Look Before You Leap

Massachusetts Governor Mitt Romney is anxious to cut taxes because of higher than expected revenue projections:
Gov. Mitt Romney yesterday used a big increase in tax revenue in January - up 14 percent from last year - to once again push for a cut in the state's income tax to 5 percent.
However, both sides of the political isle are taking a look before they leap approach:
The Democrat-controlled Legislature has generally resisted attempts to cut the income tax, saying state finances are still on shaky ground.
And ...
But even the business-friendly Massachusetts Taxpayers Foundation is hesitant about cutting the tax rate now.

Michael Widmer, president of the foundation, said the state has long-term pension and health-care liabilities to fund - and he questioned whether the state's economy is all that strong, noting jobs growth has been disappointing. "Revenues are improving, but we can't afford both spending restoration and tax cuts," he said.

During the state fiscal crisis earlier this decade, states had to cut back on services and use other means to trim their budgets.

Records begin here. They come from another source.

//! Article discovery.
//!
//! A blog root looks like this:
//!
//! ```text
//! blog/
//! ├── config.toml                 # Optional configuration
//! ├── template.html               # Page template
//! ├── first-post/
//! │   ├── content.md              # Preferred content source
//! │   ├── item.json               # Written on first render
//! │   ├── index.html              # Rendered page
//! │   └── attachments/
//! │       └── diagram.png
//! ├── draft/                      # No item.json yet: not picked up
//! │   └── content.md
//! ├── archive/                    # Generated
//! ├── tags/                       # Generated
//! └── feeds/                      # Generated
//! ```
//!
//! Only immediate subdirectories holding an `item.json` are articles. A draft
//! becomes part of the blog once it has been rendered once with
//! `tqblog article`.

use crate::item::{ATTACHMENT_DIR, ITEM_FILE};
use std::path::{Path, PathBuf};
use thiserror::Error;
use walkdir::WalkDir;

#[derive(Error, Debug)]
pub enum ScanError {
    #[error("Failed to read {path}: {source}")]
    Walk {
        path: PathBuf,
        source: walkdir::Error,
    },
}

/// Article directories directly under `root`, sorted by path.
///
/// An unreadable root is an error. Subdirectories without an `item.json`
/// are skipped.
pub fn find_article_paths(root: &Path) -> Result<Vec<PathBuf>, ScanError> {
    let mut paths = Vec::new();
    for entry in WalkDir::new(root)
        .min_depth(1)
        .max_depth(1)
        .sort_by_file_name()
    {
        let entry = entry.map_err(|source| ScanError::Walk {
            path: root.to_path_buf(),
            source,
        })?;
        // `Path::is_dir` follows links, so symlinked article folders count
        if entry.path().is_dir() && entry.path().join(ITEM_FILE).is_file() {
            paths.push(entry.into_path());
        }
    }
    Ok(paths)
}

/// Regular files in `<article>/attachments`, in filename order.
///
/// A missing attachments directory means no attachments.
pub fn attachment_paths(article: &Path) -> Result<Vec<PathBuf>, ScanError> {
    let dir = article.join(ATTACHMENT_DIR);
    if !dir.is_dir() {
        return Ok(Vec::new());
    }
    let mut paths = Vec::new();
    for entry in WalkDir::new(&dir)
        .min_depth(1)
        .max_depth(1)
        .sort_by_file_name()
    {
        let entry = entry.map_err(|source| ScanError::Walk {
            path: dir.clone(),
            source,
        })?;
        if !entry.file_type().is_dir() {
            paths.push(entry.into_path());
        }
    }
    Ok(paths)
}
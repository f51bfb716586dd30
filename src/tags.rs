//! Tag index page.
//!
//! Tags are listed alphabetically (ignoring case), each with the articles
//! carrying it in the order they were given, newest first after sorting.

use crate::item::Item;
use crate::markup;
use std::collections::HashMap;

/// Items grouped by tag, plus the distinct non-empty tags in display order.
#[derive(Debug, Default)]
pub struct TagIndex<'a> {
    pub by_tag: HashMap<&'a str, Vec<&'a Item>>,
    pub tags: Vec<&'a str>,
}

/// Group `items` by tag. An item tagged twice with the same tag is listed once.
pub fn tag_index(items: &[Item]) -> TagIndex<'_> {
    let mut index = TagIndex::default();
    for item in items {
        for tag in item.tags.iter().map(String::as_str) {
            if tag.is_empty() {
                continue;
            }
            let bucket = index.by_tag.entry(tag).or_default();
            if bucket.is_empty() {
                index.tags.push(tag);
            }
            if !bucket.iter().any(|listed| std::ptr::eq(*listed, item)) {
                bucket.push(item);
            }
        }
    }
    index
        .tags
        .sort_by(|a, b| a.to_lowercase().cmp(&b.to_lowercase()).then_with(|| a.cmp(b)));
    index
}

/// Tags page body, one markup element per line.
pub fn tags_page_lines(items: &[Item]) -> Vec<String> {
    let index = tag_index(items);
    index
        .tags
        .iter()
        .flat_map(|tag| {
            let tagged = index.by_tag.get(tag).into_iter().flatten().copied();
            markup::section(&title_case(tag), tagged)
        })
        .collect()
}

/// Capitalise the first letter of every word.
pub fn title_case(s: &str) -> String {
    let mut out = String::with_capacity(s.len());
    let mut at_word_start = true;
    for c in s.chars() {
        if at_word_start {
            out.extend(c.to_uppercase());
        } else {
            out.push(c);
        }
        at_word_start = !(c.is_alphanumeric() || c == '_' || c == '\'');
    }
    out
}
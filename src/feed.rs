//! Paginated JSON Feed.
//!
//! The sorted items are split into pages of `feed.page_size`. Page 0 lives at
//! `feed.json_path` (default `feeds/json`), page `n` at the same path with `n`
//! appended (`feeds/json1`, `feeds/json2`, ...). Every page except the last
//! links to the next one through `next_url`.

use crate::item::Item;
use serde::Serialize;
use serde_json::ser::PrettyFormatter;
use std::fs;
use std::path::{Path, PathBuf};
use thiserror::Error;
use url::Url;

pub const JSON_FEED_VERSION: &str = "https://jsonfeed.org/version/1";

#[derive(Error, Debug)]
pub enum FeedError {
    #[error("IO error: {0}")]
    Io(#[from] std::io::Error),
    #[error("JSON error: {0}")]
    Json(#[from] serde_json::Error),
    #[error("URL error: {0}")]
    Url(#[from] url::ParseError),
    #[error("Feed page size must be at least 1")]
    PageSize,
}

/// One page of the feed document.
#[derive(Debug, Clone, Serialize)]
pub struct FeedPage<'a> {
    pub version: &'static str,
    pub title: &'a str,
    pub home_page_url: &'a str,
    pub feed_url: String,
    #[serde(skip_serializing_if = "Option::is_none")]
    pub next_url: Option<String>,
    pub items: &'a [Item],
}

/// Feed-level values shared by every page.
#[derive(Debug, Clone, Copy)]
pub struct FeedInfo<'a> {
    pub title: &'a str,
    pub home_page_url: &'a str,
    pub base_url: &'a Url,
    /// Path of page 0, relative to the blog root and the base URL.
    pub path: &'a str,
}

/// Split `items` into `ceil(n / page_size)` pages, at least one.
pub fn paginate<'a>(
    items: &'a [Item],
    page_size: usize,
    info: &FeedInfo<'a>,
) -> Result<Vec<FeedPage<'a>>, FeedError> {
    if page_size == 0 {
        return Err(FeedError::PageSize);
    }
    let feed_url = info.base_url.join(info.path)?.to_string();

    let chunks: Vec<&[Item]> = if items.is_empty() {
        vec![items]
    } else {
        items.chunks(page_size).collect()
    };
    let count = chunks.len();

    Ok(chunks
        .into_iter()
        .enumerate()
        .map(|(i, chunk)| FeedPage {
            version: JSON_FEED_VERSION,
            title: info.title,
            home_page_url: info.home_page_url,
            feed_url: feed_url.clone(),
            next_url: (i + 1 < count).then(|| format!("{}{}", feed_url, i + 1)),
            items: chunk,
        })
        .collect())
}

/// File for page `index`: the base path, suffixed with the index after page 0.
pub fn page_path(root: &Path, path: &str, index: usize) -> PathBuf {
    if index == 0 {
        root.join(path)
    } else {
        root.join(format!("{path}{index}"))
    }
}

/// Write every page as tab-indented JSON. Returns the written paths.
pub fn write_pages(
    pages: &[FeedPage<'_>],
    root: &Path,
    path: &str,
) -> Result<Vec<PathBuf>, FeedError> {
    let mut written = Vec::with_capacity(pages.len());
    for (i, page) in pages.iter().enumerate() {
        let out = page_path(root, path, i);
        if let Some(parent) = out.parent() {
            fs::create_dir_all(parent)?;
        }
        fs::write(&out, to_json(page)?)?;
        written.push(out);
    }
    Ok(written)
}

fn to_json(page: &FeedPage<'_>) -> Result<Vec<u8>, serde_json::Error> {
    let mut buf = Vec::new();
    let formatter = PrettyFormatter::with_indent(b"\t");
    let mut ser = serde_json::Serializer::with_formatter(&mut buf, formatter);
    page.serialize(&mut ser)?;
    buf.push(b'\n');
    Ok(buf)
}

#[cfg(test)]
mod tests {
    use super::*;
    use crate::test_helpers::*;
    use tempfile::TempDir;

    fn info(base: &Url) -> FeedInfo<'_> {
        FeedInfo {
            title: "ratan.blog",
            home_page_url: "http://ratan.blog",
            base_url: base,
            path: "feeds/json",
        }
    }

    fn numbered_items(n: usize) -> Vec<Item> {
        (0..n)
            .map(|i| make_item(&format!("Post {i}"), "2017-06-10T09:00:00Z", &[]))
            .collect()
    }

    #[test]
    fn empty_blog_has_one_empty_page() {
        let base = base_url();
        let pages = paginate(&[], 15, &info(&base)).unwrap();
        assert_eq!(pages.len(), 1);
        assert!(pages[0].items.is_empty());
        assert!(pages[0].next_url.is_none());
    }

    #[test]
    fn exact_multiple_has_no_trailing_page() {
        let base = base_url();
        let items = numbered_items(30);
        let pages = paginate(&items, 15, &info(&base)).unwrap();
        assert_eq!(pages.len(), 2);
        assert_eq!(pages[1].items.len(), 15);
    }

    #[test]
    fn pages_partition_items_in_order() {
        let base = base_url();
        for (n, size) in [(1, 15), (16, 15), (31, 15), (7, 2), (10, 1)] {
            let items = numbered_items(n);
            let pages = paginate(&items, size, &info(&base)).unwrap();
            assert_eq!(pages.len(), n.div_ceil(size), "n={n} size={size}");

            let joined: Vec<&Item> = pages.iter().flat_map(|p| p.items.iter()).collect();
            let expected: Vec<&Item> = items.iter().collect();
            assert_eq!(joined, expected);

            let (last, rest) = pages.split_last().unwrap();
            assert!(last.next_url.is_none());
            assert!(rest.iter().all(|p| p.next_url.is_some()));
        }
    }

    #[test]
    fn next_url_is_feed_url_plus_index() {
        let base = base_url();
        let items = numbered_items(40);
        let pages = paginate(&items, 15, &info(&base)).unwrap();
        assert_eq!(pages[0].feed_url, "http://ratan.blog/feeds/json");
        assert_eq!(
            pages[0].next_url.as_deref(),
            Some("http://ratan.blog/feeds/json1")
        );
        assert_eq!(
            pages[1].next_url.as_deref(),
            Some("http://ratan.blog/feeds/json2")
        );
    }

    #[test]
    fn zero_page_size_is_an_error() {
        let base = base_url();
        assert!(matches!(
            paginate(&[], 0, &info(&base)),
            Err(FeedError::PageSize)
        ));
    }

    #[test]
    fn write_pages_uses_suffixed_paths() {
        let tmp = TempDir::new().unwrap();
        let base = base_url();
        let items = numbered_items(3);
        let pages = paginate(&items, 2, &info(&base)).unwrap();

        let written = write_pages(&pages, tmp.path(), "feeds/json").unwrap();
        assert_eq!(
            written,
            vec![
                tmp.path().join("feeds/json"),
                tmp.path().join("feeds/json1"),
            ]
        );

        let first = fs::read_to_string(&written[0]).unwrap();
        assert!(first.starts_with("{\n\t\"version\": \"https://jsonfeed.org/version/1\""));
        let parsed: serde_json::Value = serde_json::from_str(&first).unwrap();
        assert_eq!(parsed["items"].as_array().unwrap().len(), 2);
        assert_eq!(parsed["next_url"], "http://ratan.blog/feeds/json1");

        let last: serde_json::Value =
            serde_json::from_str(&fs::read_to_string(&written[1]).unwrap()).unwrap();
        assert!(last.get("next_url").is_none());
    }

    #[test]
    fn markup_in_items_is_not_escaped() {
        let base = base_url();
        let mut items = numbered_items(1);
        items[0].content_html = "<p>a & b</p>".into();
        let pages = paginate(&items, 15, &info(&base)).unwrap();
        let json = String::from_utf8(to_json(&pages[0]).unwrap()).unwrap();
        assert!(json.contains("<p>a & b</p>"));
    }
}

According to a report from the Center on Budget and Policy Priorities, there's some ground that needs to be made up before any action on tax cuts should be considered:

  • The current high revenue growth is taking place from a substantially depressed base; the rapid growth is more an indication that revenues have not yet returned to their normal levels than it is of strong fiscal conditions. State revenues remain below what would be required to support the pre-recession level of services states provided.
  • Analysis shows that state revenues would have to grow by more than 9 percent per year between now and 2008 in order to generate enough funds simply to restore the level of services that prevailed in fiscal year 2000, before the recession.
  • A budget "surplus" also can be a misleading indicator of whether or not a state's fiscal situation is strong. Mid-year surpluses occur when revenues come in stronger than the state estimated when the budget was enacted. A state that at budget time cut important services in order to bring its expenditures into balance with what later turned out to be an overly-conservative revenue estimate would still show a mid-year surplus.

Before state lawmakers take start slashing taxes solely based on early, optimistic revenue projects, they better take a good look at their budgets before they leap.